Lessons Learned – French Button Back Chair (FBBC)


Some of you asked some good questions about the re-upholstery process for the French Button Back Chair (FBBC), So, the purpose of this post is a final wrap up of the project.  I want to answer some questions you asked as well as present some lessons learned.


The finished chair


1. Before you cut any fabric for your new upholstery project, divide your furniture into distinct panels. When working on this project, I divided the chair into 7 panels.  The inner 4 panels consisted of the seat, back, left and right sides.  The outer 3 panels consisted of the left and right sides as well as the back panel.  Dividing the chair into sections makes the project less overwhelming and you can more precisely cut your fabric to the specified panel.

2. Someone asked how I attached the panels on the outer sides and back.  Great question. I used a tack band (a thin cardboard strip that’s attached with staples to the frame) in some areas. Such as those outer panels on the front left and right.  I also stitched together panels in advance, after measuring them for a proper fit.  Rather than taking an entire blog post that talks about how I did it for this chair – I am going to refer you to the book by Amanda Brown entitled Spruce. Chapters 23 through 26 address how to attach different panels of fabric for a sofa. The same method was applied to this chair.

3. Have a clear plan for where you want to have seams and trim. I learned the hard way – these seams should line up with the wooden frame. Ideally you will know where you want the trim and seams to be located before you start cutting and attaching the new fabric.


The wooden frame of the chair


Trim details on the chair


4. Don’t be afraid to mess up.  It’s only fabric, time and some staples.  Worst-case, you simply have to attach that panel over again.  Or maybe three times . .   Anyway, practice makes perfect.

5. Sometimes it’s easier to use the staple gun to temporarily tack fabric into place.  Using a handful of staples in strategic locations allows you to see how the fabric could/will fit.  It allows you to see if you have enough fabric.  It also allows you the opportunity to trim any excess fabric off in advance of securing it permanently to the furniture frame.  By way of example, I temporarily stapled the feedback onto the back of the chair to ensure the lettering was straight and to see where I needed additional fabric for the sides. So I temporarily put 2 or 3 staples on the top, 2 or 3 on the bottom and 2 on each side.  Then, when I was ready to sew hemp fabric to the feedsack, I removed those temporary staples from the feedsack to finish the process.  It’s easier to get measurements and understand where the seams need to be if the fabric is temporarily attached to the chair.


Back of the chair


6. Be. patient.  This type of project takes time.  It’s better to set a clock for a specified amount of time (such as 2 hours) and then put your tools away.  Don’t try to forge ahead when you are tired or frustrated.  This was the most difficult lesson for me to learn because I like to get things done.  Having unfinished projects makes me nuts.  However, it’s better to have a project that takes longer to complete yet have it be better craftsmanship when it’s done.
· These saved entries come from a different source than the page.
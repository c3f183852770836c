use chrono::{DateTime, Utc};
use futures::future::join_all;
use std::collections::{HashMap, HashSet};
use std::sync::Arc;
use std::time::Duration;
use thiserror::Error;
use tokio::sync::RwLock;

use crate::core::normalize::normalize_scores;
use crate::core::ranking::{rank, WeightsError};
use crate::core::scoring::{Prescreened, ScoringEngine, PICKUP_CUTOFF_KM};
use crate::models::{DriverProfile, MatchRequest, MatchResult, RideQuery, RiderProfile, ScoringWeights};
use crate::services::store::{with_deadline, RideStore, StoreError};

pub const DEFAULT_LOOKUP_TIMEOUT: Duration = Duration::from_millis(3000);
pub const DEFAULT_CANDIDATE_LIMIT: usize = 100;

/// Failures inside a search; logged and collapsed to an empty result
#[derive(Debug, Error)]
pub enum MatchError {
    #[error("candidate fetch failed: {0}")]
    Store(#[from] StoreError),

    #[error("driver lookups did not finish within {0:?}")]
    Deadline(Duration),
}

/// Main matching orchestrator
///
/// # Pipeline Stages
/// 1. Candidate fetch around the passenger's pickup
/// 2. Prescreen on ride data alone (status, distances, fare, seats)
/// 3. Concurrent driver and passenger profile lookups
/// 4. Rating, eligibility and route gates, then raw scores
/// 5. Min-max normalization and weighted ranking
///
/// Cloning is cheap and clones share the store and the weight set.
#[derive(Clone)]
pub struct Matcher {
    store: Arc<dyn RideStore>,
    engine: ScoringEngine,
    weights: Arc<RwLock<ScoringWeights>>,
    lookup_timeout: Duration,
    candidate_limit: usize,
}

impl Matcher {
    /// Weights are normalized to sum to 1; an unusable set falls back to
    /// the defaults
    pub fn new(store: Arc<dyn RideStore>, engine: ScoringEngine, weights: ScoringWeights) -> Self {
        let weights = weights.normalized().unwrap_or_else(|e| {
            tracing::warn!("Invalid scoring weights {:?} ({}), using defaults", weights, e);
            ScoringWeights::default()
        });

        Self {
            store,
            engine,
            weights: Arc::new(RwLock::new(weights)),
            lookup_timeout: DEFAULT_LOOKUP_TIMEOUT,
            candidate_limit: DEFAULT_CANDIDATE_LIMIT,
        }
    }

    /// Deadline applied to the candidate fetch and to each lookup round
    pub fn with_lookup_timeout(mut self, timeout: Duration) -> Self {
        self.lookup_timeout = timeout;
        self
    }

    /// Upper bound on rides requested from the store per search
    pub fn with_candidate_limit(mut self, limit: usize) -> Self {
        self.candidate_limit = limit.max(1);
        self
    }

    pub fn engine(&self) -> &ScoringEngine {
        &self.engine
    }

    pub async fn weights(&self) -> ScoringWeights {
        *self.weights.read().await
    }

    /// Replace the weight set; searches already running keep their snapshot
    pub async fn update_weights(&self, weights: ScoringWeights) -> Result<ScoringWeights, WeightsError> {
        let weights = weights.normalized()?;
        *self.weights.write().await = weights;

        tracing::info!(
            "Scoring weights updated: route={:.3} price={:.3} reputation={:.3}",
            weights.route,
            weights.price,
            weights.reputation
        );
        Ok(weights)
    }

    /// Ranked matches for `request`, best first
    ///
    /// Never fails: store errors and deadlines are logged and yield an
    /// empty list.
    pub async fn find_best_matches(&self, request: &MatchRequest) -> Vec<MatchResult> {
        self.find_best_matches_at(request, Utc::now()).await
    }

    /// Same as [`Matcher::find_best_matches`] with an explicit search time
    pub async fn find_best_matches_at(&self, request: &MatchRequest, now: DateTime<Utc>) -> Vec<MatchResult> {
        tracing::info!(
            passenger_id = request.passenger_id.as_deref().unwrap_or("anonymous"),
            "Finding matches: seats={} budget={:.2} min_rating={:.1} top_n={} radius={}km",
            request.seats_required,
            request.max_willingness_to_pay,
            request.min_rating,
            request.top_n,
            request.max_distance_km
        );

        match self.search(request, now).await {
            Ok(matches) => {
                tracing::info!("Returning {} matches", matches.len());
                matches
            }
            Err(e) => {
                tracing::error!("Match search failed, returning no matches: {}", e);
                Vec::new()
            }
        }
    }

    async fn search(&self, request: &MatchRequest, now: DateTime<Utc>) -> Result<Vec<MatchResult>, MatchError> {
        let weights = self.weights().await;

        // Nothing past the pickup cutoff can survive, so don't fetch it
        let query = RideQuery {
            pickup: request.pickup,
            radius_km: request.max_distance_km.min(PICKUP_CUTOFF_KM),
            seats_required: request.seats_required,
            limit: self.candidate_limit,
        };

        let rides = with_deadline(self.lookup_timeout, self.store.fetch_candidate_rides(&query)).await?;
        let fetched = rides.len();

        let prescreened: Vec<Prescreened> = rides
            .into_iter()
            .filter_map(|ride| {
                let ride_id = ride.id.clone();
                match self.engine.prescreen(ride, request, now) {
                    Ok(candidate) => Some(candidate),
                    Err(reason) => {
                        tracing::debug!(ride_id = %ride_id, "Candidate rejected: {}", reason);
                        None
                    }
                }
            })
            .collect();

        tracing::debug!("{} of {} fetched rides passed prescreening", prescreened.len(), fetched);

        if prescreened.is_empty() {
            return Ok(Vec::new());
        }

        let (drivers, passenger) =
            tokio::join!(self.driver_profiles(&prescreened), self.passenger_profile(request));
        let drivers = drivers?;

        let mut scored = Vec::with_capacity(prescreened.len());
        for candidate in prescreened {
            let Some(driver) = drivers.get(&candidate.ride.driver_id) else {
                tracing::warn!(ride_id = %candidate.ride.id, "Skipping ride without a driver profile");
                continue;
            };

            let ride_id = candidate.ride.id.clone();
            match self.engine.score(candidate, driver.clone(), passenger.as_ref(), request) {
                Ok(c) => scored.push(c),
                Err(reason) => tracing::debug!(ride_id = %ride_id, "Candidate rejected: {}", reason),
            }
        }

        normalize_scores(&mut scored);
        Ok(rank(scored, &weights, request.top_n))
    }

    /// Fan out one lookup per distinct driver and fan back in
    ///
    /// A driver whose lookup fails is left out of the map. The whole round
    /// shares one deadline.
    async fn driver_profiles(&self, candidates: &[Prescreened]) -> Result<HashMap<String, DriverProfile>, MatchError> {
        let mut seen = HashSet::new();
        let driver_ids: Vec<&str> = candidates
            .iter()
            .map(|c| c.ride.driver_id.as_str())
            .filter(|id| seen.insert(*id))
            .collect();

        let lookups = driver_ids.iter().map(|id| self.store.driver_profile(id));
        let results = tokio::time::timeout(self.lookup_timeout, join_all(lookups))
            .await
            .map_err(|_| MatchError::Deadline(self.lookup_timeout))?;

        Ok(driver_ids
            .into_iter()
            .zip(results)
            .filter_map(|(id, result)| match result {
                Ok(driver) => Some((id.to_string(), driver)),
                Err(e) => {
                    tracing::warn!(driver_id = %id, "Driver lookup failed: {}", e);
                    None
                }
            })
            .collect())
    }

    /// Passenger profile for the eligibility filter, `None` when unavailable
    async fn passenger_profile(&self, request: &MatchRequest) -> Option<RiderProfile> {
        let passenger_id = request.passenger_id.as_deref()?;

        match with_deadline(self.lookup_timeout, self.store.rider_profile(passenger_id)).await {
            Ok(profile) => Some(profile),
            Err(e) => {
                tracing::warn!(
                    passenger_id = %passenger_id,
                    "Passenger lookup failed, applying {:?} policy: {}",
                    self.engine.eligibility_policy(),
                    e
                );
                None
            }
        }
    }
}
7. Put the dust cover on.  This should go without saying.  However, I have been known for forgetting to sometimes put the dust cover on.  It’s an important but small step that really finishes a project. The dust cover, is the black thin fabric you find on the underside of furniture.


Dust cover


That sums up lessons learned and questions asked.  I hope you feel inspired to go out and tackle a project.  It may take time, energy and some resources but the results are definitely worth it.